Feature
How the NYTimes Music Team uses Highnote to produce original music for podcasts, games, + more
Highnote
Posted
March 13, 2024
The New York Times music team uses Highnote to collaborate on music and sound design projects for podcasts such as Modern Love and The Daily.
Led by senior sound designer and composer Marian Lozano, Highnote allows the team to harmoniously power through project sprints and quickly provide thorough yet efficient feedback while organizing each audio project in a centralized place. In addition to podcasts, the team has expanded the platform’s role to be integral for everything from game audio to social media projects.
By The Numbers:
15 Contributing Composers
2-4 Projects Weekly
3-5 Rounds of edits per piece
4 Core Composers
Challenge:
The New York Times’ music department consists of four core and 15 contributing composers who develop audio for the entire media company across advertising, games, the newsroom, podcasts, and marketing. The lean team has to work nimbly while communicating effectively. As the music team’s responsibilities grew outside the newsroom, they lacked a standardized tool across departments, which slowed down and complicated their process.
“Once our music wing was official, the volume of our projects grew exponentially. When they started coming from outside of the newsroom, it became harder to use a standardized tool. For instance, the audio and video teams use Lucid Link, but the games team doesn’t. It was difficult to find the right format for sending deliverables and getting feedback from people. Before Highnote, everyone dumped audio files into Slack—it became super cluttered with threaded feedback and incorrect timestamps. There were a lot of holes in our process and we hadn't figured out a way to work cleanly across the team.” said Marion Lozano, Composer + Engineer at NYTimes.
Solution:
Highnote was the obvious tool of choice for The New York Times music department. It has become their mission-critical feedback tool with its precise commenting feature; sharable external links; intuitive interface; and ability to attach briefs, scripts, transcripts, reference playlists, accompanying articles, and video links. The team also uses Highnote as a project management tool for day-to-day organization, year-end progress tracking, and maintaining an archive for each department.

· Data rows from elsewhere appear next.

//! Synthetic clouds with known geometry for alignment tests.
//!
//! The half-cubic map is three orthogonal 20 m planes meeting at the origin;
//! it constrains all six degrees of freedom, so an offset scan has a unique
//! correct alignment.

use std::collections::BTreeMap;

/// Three orthogonal planes (z=0, x=0, y=0) spanning `[0, length]` with
/// points every `interval` meters.
pub fn make_half_cubic_pcd(length: f32, interval: f32) -> Vec<[f32; 3]> {
    let per_line = (length / interval) as usize + 1;
    let mut points = Vec::with_capacity(3 * per_line * per_line);

    for i in 0..per_line {
        for j in 0..per_line {
            let u = interval * j as f32;
            let v = interval * i as f32;
            points.push([u, v, 0.0]);
            points.push([0.0, u, v]);
            points.push([u, 0.0, v]);
        }
    }

    points
}

/// 20 m half-cube at 0.2 m spacing (3 x 101² points).
pub fn make_default_half_cubic_pcd() -> Vec<[f32; 3]> {
    make_half_cubic_pcd(20.0, 0.2)
}

pub fn translate_points(points: &[[f32; 3]], offset: [f32; 3]) -> Vec<[f32; 3]> {
    points
        .iter()
        .map(|p| [p[0] + offset[0], p[1] + offset[1], p[2] + offset[2]])
        .collect()
}

/// Replace the points of every occupied `leaf_size` cell by their centroid.
/// Output is ordered by cell.
pub fn voxelize_pcd(points: &[[f32; 3]], leaf_size: f32) -> Vec<[f32; 3]> {
    let mut cells: BTreeMap<(i32, i32, i32), ([f64; 3], usize)> = BTreeMap::new();

    for p in points.iter().filter(|p| p.iter().all(|c| c.is_finite())) {
        let key = (
            (p[0] / leaf_size).floor() as i32,
            (p[1] / leaf_size).floor() as i32,
            (p[2] / leaf_size).floor() as i32,
        );
        let (sum, count) = cells.entry(key).or_insert(([0.0; 3], 0));
        for k in 0..3 {
            sum[k] += p[k] as f64;
        }
        *count += 1;
    }

    cells
        .values()
        .map(|(sum, count)| {
            let n = *count as f64;
            [(sum[0] / n) as f32, (sum[1] / n) as f32, (sum[2] / n) as f32]
        })
        .collect()
}

/// The half-cube downsampled to 1 m, a stand-in for a sensor scan.
pub fn make_default_sensor_pcd() -> Vec<[f32; 3]> {
    voxelize_pcd(&make_default_half_cubic_pcd(), 1.0)
}
//! Newton-based optimisation for NDT scan matching (Magnusson 2009, chapter 6).

pub mod more_thuente;
pub mod newton;
pub mod solver;
pub mod types;

pub use more_thuente::{more_thuente_search, LineSearchConfig, LineSearchResult};
pub use newton::{condition_number, newton_step, newton_step_regularized};
pub use solver::{NdtOptimizer, OptimizationConfig};
pub use types::{ConvergenceStatus, NdtConfig, NdtResult};
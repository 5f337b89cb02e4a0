//! Newton step `delta = -H^-1 g`, solved by SVD so near-singular Hessians
//! degrade into a pseudo-inverse instead of blowing up.

use nalgebra::{Matrix6, Vector6};

/// Solve `H * delta = -g`. Returns `None` when every singular value of `H`
/// is below `tolerance`.
pub fn newton_step(
    gradient: &Vector6<f64>,
    hessian: &Matrix6<f64>,
    tolerance: f64,
) -> Option<Vector6<f64>> {
    let svd = hessian.svd(true, true);
    if svd.singular_values.max() < tolerance {
        return None;
    }

    let delta = svd.solve(&(-gradient), tolerance).ok()?;
    delta.iter().all(|v| v.is_finite()).then_some(delta)
}

/// [`newton_step`] on `H + lambda * I`.
pub fn newton_step_regularized(
    gradient: &Vector6<f64>,
    hessian: &Matrix6<f64>,
    regularization: f64,
    tolerance: f64,
) -> Option<Vector6<f64>> {
    let loaded = hessian + Matrix6::identity() * regularization;
    newton_step(gradient, &loaded, tolerance)
}

/// Ratio of the largest to the smallest singular value, `INFINITY` when the
/// matrix is singular.
pub fn condition_number(hessian: &Matrix6<f64>) -> f64 {
    let singular_values = hessian.svd(false, false).singular_values;
    let min_sv = singular_values.min();

    if min_sv < 1e-15 {
        f64::INFINITY
    } else {
        singular_values.max() / min_sv
    }
}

“As a senior composer, it's my responsibility to help the creative manager track the progress of the projects we’ve worked on so we can report back at the end of the year. That used to be very difficult to do as we work on several projects per week, and I’m not personally making music for each of them. With Highnote, I can quickly see what we're working on now, and what we have worked on in the past year. It has checked more boxes than we were anticipating.”
“If someone is giving a timestamp on something, it's likely because they don’t know how to describe the instrument. We save time with Highnote because collaborators can drop a marker and our audio team doesn't have to listen over and over to figure out what they meant in their feedback. We can go to that precise second and hear and therefore fix or adjust what they’re referring to.”
Results:
Highnote quickly became the newly fledged music and audio team’s centralized and standardized place to work on all audio projects from start to finish. Marion can see all the work that’s being done - their progress, status, sticking points, and so on - all from one place. The audio team is now collaborating effectively and efficiently, completing projects in short sprints while also managing ongoing projects without friction. This resulted in a unified team delivering high-quality work to producers across the media company.
“The tool itself is so instrumental in what we do. I had so many meetings with deputy engineers to get approval for use, and I kept telling them, ‘You can't take this away from us at this point. It's something we use all of the time.’ I can't think of a real feedback process before Highnote—it was just Slack and not fun.